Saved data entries
·····
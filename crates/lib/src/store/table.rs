use std::{collections::BTreeMap, marker::PhantomData};

use serde::{Deserialize, Serialize};
use uuid::Uuid;

use crate::{
    Result,
    attrs::{AttrMap, MergeOperand},
    store::{Attributed, errors::StoreError},
};

/// A row-based in-memory store for attribute-carrying records.
///
/// `Table` provides a record-oriented storage abstraction similar to a
/// database table with automatic primary key generation: rows go in, UUID
/// keys come back, and the attribute column is reachable through
/// parse/operate/format helpers without the caller ever touching the text
/// form.
///
/// # Features
/// - Automatically generates UUIDv4 primary keys for new records
/// - Provides CRUD operations (Create, Read, Update, Delete) for record-based data
/// - Supports searching across all records with a predicate function
/// - Composes the attribute engine at the storage boundary: rows are stored
///   as serialized text, attribute text is parsed on load and written back
///   on save
///
/// # Type Parameters
/// - `R`: The record type to be stored, which must expose its attribute
///   column via [`Attributed`] and be serializable, deserializable, and
///   cloneable
///
/// Mutating operations take `&mut self`; a multi-threaded embedder wraps the
/// table in its own synchronization.
pub struct Table<R>
where
    R: Attributed + Serialize + for<'de> Deserialize<'de> + Clone,
{
    name: String,
    rows: BTreeMap<String, String>,
    phantom: PhantomData<R>,
}

impl<R> Table<R>
where
    R: Attributed + Serialize + for<'de> Deserialize<'de> + Clone,
{
    /// Creates an empty table with the given name.
    ///
    /// The name appears in error values and log events, nowhere else.
    pub fn new(name: impl Into<String>) -> Self {
        Self {
            name: name.into(),
            rows: BTreeMap::new(),
            phantom: PhantomData,
        }
    }

    /// Returns the name of this table.
    pub fn name(&self) -> &str {
        &self.name
    }

    /// Returns the number of stored rows.
    pub fn len(&self) -> usize {
        self.rows.len()
    }

    /// Returns true if the table holds no rows.
    pub fn is_empty(&self) -> bool {
        self.rows.is_empty()
    }

    /// Inserts a new row and returns its generated primary key.
    ///
    /// # Errors
    /// Returns `StoreError::SerializationFailed` if the row cannot be
    /// serialized.
    pub fn insert(&mut self, row: R) -> Result<String> {
        let primary_key = Uuid::new_v4().to_string();
        let serialized = self.serialize_row(&row)?;
        self.rows.insert(primary_key.clone(), serialized);

        tracing::debug!(table = %self.name, key = %primary_key, "Inserted record");
        Ok(primary_key)
    }

    /// Retrieves a row by its primary key.
    ///
    /// # Errors
    /// Returns `StoreError::RecordNotFound` if no row exists under the key,
    /// or `StoreError::DeserializationFailed` if the stored text does not
    /// decode as `R`.
    pub fn get(&self, key: impl AsRef<str>) -> Result<R> {
        let key = key.as_ref();
        match self.rows.get(key) {
            Some(text) => self.deserialize_row(key, text),
            None => Err(StoreError::RecordNotFound {
                table: self.name.clone(),
                key: key.to_string(),
            }
            .into()),
        }
    }

    /// Replaces the row under `key`, creating it if absent.
    ///
    /// # Errors
    /// Returns `StoreError::SerializationFailed` if the row cannot be
    /// serialized.
    pub fn set(&mut self, key: impl AsRef<str>, row: R) -> Result<()> {
        let key = key.as_ref();
        let serialized = self.serialize_row(&row)?;
        self.rows.insert(key.to_string(), serialized);

        tracing::debug!(table = %self.name, key = key, "Stored record");
        Ok(())
    }

    /// Deletes a row by its primary key.
    ///
    /// Returns `Ok(true)` if a row existed and was deleted, `Ok(false)` if
    /// no row was stored under the key.
    pub fn delete(&mut self, key: impl AsRef<str>) -> Result<bool> {
        let key = key.as_ref();
        let removed = self.rows.remove(key).is_some();
        if removed {
            tracing::debug!(table = %self.name, key = key, "Deleted record");
        }
        Ok(removed)
    }

    /// Searches for rows matching a predicate function.
    ///
    /// Returns `(primary_key, record)` pairs for every row the predicate
    /// accepts, in key order.
    ///
    /// # Errors
    /// Returns `StoreError::DeserializationFailed` if any stored row does
    /// not decode as `R`.
    pub fn search(&self, query: impl Fn(&R) -> bool) -> Result<Vec<(String, R)>> {
        let mut result = Vec::new();
        for (key, text) in &self.rows {
            let row = self.deserialize_row(key, text)?;
            if query(&row) {
                result.push((key.clone(), row));
            }
        }
        Ok(result)
    }

    /// Loads and parses the attribute map of the row under `key`.
    ///
    /// This is the load half of the storage boundary. A malformed attribute
    /// column fails the whole load: the parse error propagates unchanged,
    /// fragment and offset intact, with no empty-map fallback.
    pub fn attrs(&self, key: impl AsRef<str>) -> Result<AttrMap> {
        let row = self.get(key)?;
        AttrMap::parse(row.attrs_text())
    }

    /// Merges `operand` into the attribute map of the row under `key` and
    /// saves the result, returning the updated map.
    ///
    /// Attribute keys named by the operand are overwritten or added; all
    /// others keep their stored values.
    pub fn merge_attrs(&mut self, key: impl AsRef<str>, operand: &MergeOperand) -> Result<AttrMap> {
        let key = key.as_ref();
        let mut row = self.get(key)?;
        let mut attrs = AttrMap::parse(row.attrs_text())?;

        attrs.merge(operand);
        row.set_attrs_text(attrs.to_text());
        self.save_row(key, &row)?;

        tracing::debug!(table = %self.name, key = key, "Merged attributes");
        Ok(attrs)
    }

    /// Removes one attribute key from the row under `key` and saves the
    /// result, returning the updated map.
    ///
    /// Removing an attribute the row does not have is a no-op, not an
    /// error; the map is saved back unchanged.
    pub fn remove_attr(
        &mut self,
        key: impl AsRef<str>,
        attr_key: impl AsRef<str>,
    ) -> Result<AttrMap> {
        let key = key.as_ref();
        let attr_key = attr_key.as_ref();
        let mut row = self.get(key)?;
        let mut attrs = AttrMap::parse(row.attrs_text())?;

        attrs.remove(attr_key);
        row.set_attrs_text(attrs.to_text());
        self.save_row(key, &row)?;

        tracing::debug!(table = %self.name, key = key, attr = attr_key, "Removed attribute");
        Ok(attrs)
    }

    /// Searches for rows whose attribute map holds exactly `value` under
    /// `attr_key`.
    ///
    /// Matching is exact text equality: no case folding, no trimming.
    /// Null-valued and absent attribute keys never match.
    ///
    /// # Errors
    /// Fails if any row does not decode as `R` or carries a malformed
    /// attribute column.
    pub fn find_by_attr(
        &self,
        attr_key: impl AsRef<str>,
        value: impl AsRef<str>,
    ) -> Result<Vec<(String, R)>> {
        let attr_key = attr_key.as_ref();
        let value = value.as_ref();

        let mut result = Vec::new();
        for (key, text) in &self.rows {
            let row = self.deserialize_row(key, text)?;
            let attrs = AttrMap::parse(row.attrs_text())?;
            if attrs.get_text(attr_key) == Some(value) {
                result.push((key.clone(), row));
            }
        }
        Ok(result)
    }

    fn serialize_row(&self, row: &R) -> Result<String> {
        serde_json::to_string(row).map_err(|e| {
            StoreError::SerializationFailed {
                table: self.name.clone(),
                reason: format!("failed to serialize record: {e}"),
            }
            .into()
        })
    }

    fn deserialize_row(&self, key: &str, text: &str) -> Result<R> {
        serde_json::from_str(text).map_err(|e| {
            StoreError::DeserializationFailed {
                table: self.name.clone(),
                reason: format!("failed to deserialize record for key '{key}': {e}"),
            }
            .into()
        })
    }

    fn save_row(&mut self, key: &str, row: &R) -> Result<()> {
        let serialized = self.serialize_row(row)?;
        self.rows.insert(key.to_string(), serialized);
        Ok(())
    }
}
//! RPC surface of the voteflow platform.
//!
//! Every inter-process operation is a method on one of the `#[rpc]` traits
//! in the submodules; servers implement the generated `...Server` traits and
//! callers use the generated `...Client` extension traits. Error kinds map
//! onto JSON-RPC server-error objects with one stable code per kind so a
//! client can match on them across the wire.

use jsonrpsee::types::{error::ErrorCode, ErrorObject, ErrorObjectOwned};

pub mod broker;
pub mod central;
pub mod dbproxy;
pub mod receiver;
pub mod station;

/// Error kinds of the vote pipeline and the storage layer.
#[derive(thiserror::Error, Debug)]
pub enum VoteflowError {
	#[error("duplicate vote {vote_id}: {reason}")]
	DuplicateVote { vote_id: String, reason: String },
	#[error("storage failure: {0}")]
	Storage(String),
	#[error("queue is full (capacity {0})")]
	QueueFull(usize),
	#[error("query exceeded its deadline")]
	QueryTimeout,
	#[error("no usable connection to {target}: {message}")]
	DbConnection { target: String, message: String },
	#[error("replication of transaction {transaction_id} failed: {message}")]
	Replication { transaction_id: String, message: String },
	#[error("cache {op} failed: {message}")]
	Cache { op: String, message: String },
	#[error("circuit for {0} is open")]
	CircuitOpen(String),
}

/// JSON-RPC server-error codes, one per [`VoteflowError`] kind.
///
/// The JSON-RPC 2.0 range for server errors is -32000..=-32099; start at
/// -32030 to stay clear of the codes jsonrpsee uses itself.
#[repr(i32)]
#[derive(Debug, Clone, Copy, PartialEq, Eq)]
pub enum VfErrorCode {
	OtherError = -32030,
	DuplicateVote = -32031,
	StorageError = -32032,
	QueueFull = -32033,
	QueryTimeout = -32034,
	DbConnection = -32035,
	Replication = -32036,
	CacheError = -32037,
	CircuitOpen = -32038,
}

impl VoteflowError {
	pub fn code(&self) -> VfErrorCode {
		match self {
			VoteflowError::DuplicateVote { .. } => VfErrorCode::DuplicateVote,
			VoteflowError::Storage(_) => VfErrorCode::StorageError,
			VoteflowError::QueueFull(_) => VfErrorCode::QueueFull,
			VoteflowError::QueryTimeout => VfErrorCode::QueryTimeout,
			VoteflowError::DbConnection { .. } => VfErrorCode::DbConnection,
			VoteflowError::Replication { .. } => VfErrorCode::Replication,
			VoteflowError::Cache { .. } => VfErrorCode::CacheError,
			VoteflowError::CircuitOpen(_) => VfErrorCode::CircuitOpen,
		}
	}

	pub fn storage(err: impl std::fmt::Display) -> Self {
		VoteflowError::Storage(err.to_string())
	}
}

#[derive(thiserror::Error, Debug)]
pub enum RpcApiError {
	#[error(transparent)]
	ErrorObject(#[from] ErrorObjectOwned),
	#[error(transparent)]
	ClientError(#[from] jsonrpsee::core::ClientError),
	#[error(transparent)]
	Voteflow(#[from] VoteflowError),
	#[error(transparent)]
	Other(#[from] anyhow::Error),
}

pub type RpcResult<T> = Result<T, RpcApiError>;

pub fn internal_error(error: impl core::fmt::Debug) -> ErrorObjectOwned {
	tracing::error!(target: "vf_rpc", "Internal error: {:?}", error);
	ErrorObject::owned(
		ErrorCode::InternalError.code(),
		"Internal error while processing request.",
		None::<()>,
	)
}

pub fn call_error(
	error: impl Into<Box<dyn std::error::Error + Sync + Send>>,
	err_code: VfErrorCode,
) -> ErrorObjectOwned {
	let error = error.into();
	tracing::debug!(target: "vf_rpc", "Call error: {}", error);
	ErrorObject::owned(err_code as i32, format!("{error}"), None::<()>)
}

impl From<VoteflowError> for ErrorObjectOwned {
	fn from(error: VoteflowError) -> Self {
		let code = error.code();
		call_error(error, code)
	}
}

impl From<RpcApiError> for ErrorObjectOwned {
	fn from(error: RpcApiError) -> Self {
		match error {
			RpcApiError::ClientError(client_error) => match client_error {
				jsonrpsee::core::ClientError::Call(obj) => obj,
				other => internal_error(other),
			},
			RpcApiError::ErrorObject(object) => object,
			RpcApiError::Voteflow(error) => error.into(),
			RpcApiError::Other(error) => call_error(error, VfErrorCode::OtherError),
		}
	}
}

/// Kind carried by an error that crossed the wire, if it is one of ours.
pub fn remote_error_code(error: &jsonrpsee::core::ClientError) -> Option<VfErrorCode> {
	match error {
		jsonrpsee::core::ClientError::Call(obj) => match obj.code() {
			-32031 => Some(VfErrorCode::DuplicateVote),
			-32032 => Some(VfErrorCode::StorageError),
			-32033 => Some(VfErrorCode::QueueFull),
			-32034 => Some(VfErrorCode::QueryTimeout),
			-32035 => Some(VfErrorCode::DbConnection),
			-32036 => Some(VfErrorCode::Replication),
			-32037 => Some(VfErrorCode::CacheError),
			-32038 => Some(VfErrorCode::CircuitOpen),
			-32030 => Some(VfErrorCode::OtherError),
			_ => None,
		},
		_ => None,
	}
}
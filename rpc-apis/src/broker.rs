use crate::RpcResult;

use jsonrpsee::proc_macros::rpc;
use uuid::Uuid;
use vf_primitives::{PendingVote, Priority};

/// Surface of the durable vote broker.
#[rpc(server, client, namespace = "broker")]
pub trait BrokerRpcApi {
	/// Stage a vote for delivery. Errors: QueueFull, StorageError.
	#[method(name = "enqueue_vote")]
	async fn enqueue_vote(
		&self,
		vote_id: Uuid,
		candidate_id: String,
		priority: Priority,
	) -> RpcResult<()>;

	/// Pop the next deliverable vote, respecting priority then age.
	/// Intended for drain tooling; the broker's own dispatcher owns the
	/// pull side in a deployed topology.
	#[method(name = "next_pending_vote")]
	async fn next_pending_vote(&self) -> RpcResult<Option<PendingVote>>;

	#[method(name = "queue_depth")]
	async fn queue_depth(&self) -> RpcResult<usize>;
}
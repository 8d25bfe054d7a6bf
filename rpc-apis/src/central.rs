use crate::RpcResult;

use jsonrpsee::proc_macros::rpc;
use uuid::Uuid;
use vf_primitives::VoteState;

/// Surface of the consolidation server.
#[rpc(server, client, namespace = "central")]
pub trait CentralRpcApi {
	/// Consolidate one vote. The hash is the sender's payload digest, used
	/// for duplicate suppression of payload-identical re-sends.
	/// Errors: DuplicateVote, StorageError.
	#[method(name = "receive_vote_from_station")]
	async fn receive_vote_from_station(
		&self,
		vote_id: Uuid,
		candidate_id: String,
		station_id: String,
		hash: String,
	) -> RpcResult<()>;

	#[method(name = "vote_state")]
	async fn vote_state(&self, vote_id: Uuid) -> RpcResult<Option<VoteState>>;
}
·····
▶ **Problem to solve**: Across the entries above, how many lines include the word "records"? Give only the number.

▶ **Problem solution**: 3